- Beranda
- Komunitas
- News
- Berita dan Politik
Ganjar muncul di video azan picu polemik - mengapa politik identitas digunakan?


TS
Reikouki
Ganjar muncul di video azan picu polemik - mengapa politik identitas digunakan?
Kemunculan capres Ganjar Pranowo dalam video azan maghrib yang disiarkan televisi publik memicu polemik apakah kandidat dari PDI Perjuangan tersebut melakukan politik identitas.
Di video itu Ganjar tengah berwudhu kemudian salat berjamaah di sebuah masjid dengan mengenakan baju koko putih, peci hitam dan sarung.
Anggota Bawaslu, Totok Hariyono berkata pihaknya sedang menelusuri apakah ada unsur etik atau norma kampanye yang dilanggar dari penayangan tersebut.
Namun pengamat pemilu, Kaka Sumita berpendapat tampilan video itu sudah termasuk politisasi identitas karena Ganjar menonjolkan agama atau keyakinannya yang patut diduga hendak memengaruhi pilihan masyarakat.
Akan tetapi Sekjen PDIP, Hasto Kristiyanto menampik tuduhan itu dan berdalih bahwa tayangan tersebut hanya memperlihatkan kehidupan spiritual Ganjar yang religius.
Mengapa video azan maghrib menjadi polemik?
Tayangan video azan maghrib di salah satu stasiun televisi swasta membuat heboh publik karena bakal capres Ganjar Pranowo tampil sebagai model.
Mulanya video azan itu dibuka dengan pemandangan alam Indonesia. Ganjar lalu muncul menyambut jemaah yang akan salat.
Di situ Ganjar mengenakan baju koko putih, peci hitam dan sarung batik.
Dia lantas menyalami dan mempersilakan jemaah yang datang untuk masuk ke masjid.
Rangkaian video berikutnya Ganjar terlihat melakukan wudu dan setelahnya duduk di saf depan sebagai makmum.
Warganet yang membagikan potongan video azan maghrib tersebut di media sosial menyebut bakal capres dari PDI Perjuangan ini melakukan politik identitas.
Karena belum ada sejarahnya pejabat publik muncul sebagai model video azan, apalagi mendekati tahun pemilu.
Tapi sebagian warganet lainnya menilai video tersebut tak lebih dari sekadar ajakan kepada orang-orang agar salat.
Apa itu politik identitas?
Koordinator Jaringan Pendidikan Pemilih untuk Rakyat (JPPR), Nurlia Dian Paramita menjelaskan politik identitas adalah ketika seseorang menggunakan simbol-simbol yang berkaitan dengan sesuatu yang melekat di dirinya.

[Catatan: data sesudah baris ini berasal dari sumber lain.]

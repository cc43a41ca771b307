//! Route definitions and router construction.

use axum::Router;
use axum::routing::get;
use std::sync::Arc;
use tower_http::cors::{Any, CorsLayer};
use tower_http::trace::TraceLayer;

use crate::bootstrap::{AxumContext, CorsConfig};
use crate::handlers;

/// Build CORS layer from configuration.
fn build_cors_layer(config: &CorsConfig) -> CorsLayer {
    match config {
        CorsConfig::AllowAll => CorsLayer::new()
            .allow_origin(Any)
            .allow_methods(Any)
            .allow_headers(Any),
        CorsConfig::AllowOrigins(origins) => {
            use axum::http::HeaderValue;
            let allowed: Vec<HeaderValue> = origins.iter().filter_map(|o| o.parse().ok()).collect();
            CorsLayer::new()
                .allow_origin(allowed)
                .allow_methods(Any)
                .allow_headers(Any)
        }
    }
}

/// Create the main router: demo page, health probe and annotate API.
pub fn create_router(ctx: AxumContext, cors: &CorsConfig) -> Router {
    Router::new()
        .route("/", get(handlers::index))
        .route("/health", get(handlers::health))
        .route("/api/annotate", get(handlers::annotate))
        .layer(build_cors_layer(cors))
        .layer(TraceLayer::new_for_http())
        .with_state(Arc::new(ctx))
}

Entah itu berupa suku, agama, atau ras.
Tujuannya, kata Nurlia, untuk menyatukan atau menghimpun kekuatan dengan kesamaan yang dimiliki.
Pengamat politik Hendri Satrio mengatakan politik identitas adalah hal yang wajar digunakan dalam 'marketing politik' atau perburuan suara pemilih.
Suara pemilih yang dimaksud terdiri dari yang tipikal rasional, emosional, dan sosiologis.
Tipikal emosional yakni berdasarkan suka atau tidak suka dan sosiologis yaitu berdasarkan agama dan suku.
Apakah Ganjar melakukan politik identitas?
Koordinator JPPR, Nurlia Dian Paramita menduga bakal capres Ganjar Pranowo memang melakukan potensi politik identitas.
Karena sebelumnya dia tidak pernah akrab dengan situasi yang lekat dengan simbol keagamaan.
Dan melalui video tayangan azan maghrib, Ganjar berupa memperlihatkan citra dirinya yang identik dengan umat Islam.
Pengamat politik Hendri Satrio, berkata tujuan bakal capres PDI Perjuangan tersebut jelas berupaya menarik suara dari kelompok sosiologis atau kalangan umat Islam.
Sehingga, menurutnya tidak ada yang salah dari tindakan Ganjar tampil di sebuah stasiun televisi demi mempromosikan dirinya.
"Saya sedari dulu mengatakan Indonesia tidak bisa lepas dari politik identitas karena identitas adalah kekuatan Indonesia," ujar Hendri Satrio kepada BBC News Indonesia, Minggu (10/09).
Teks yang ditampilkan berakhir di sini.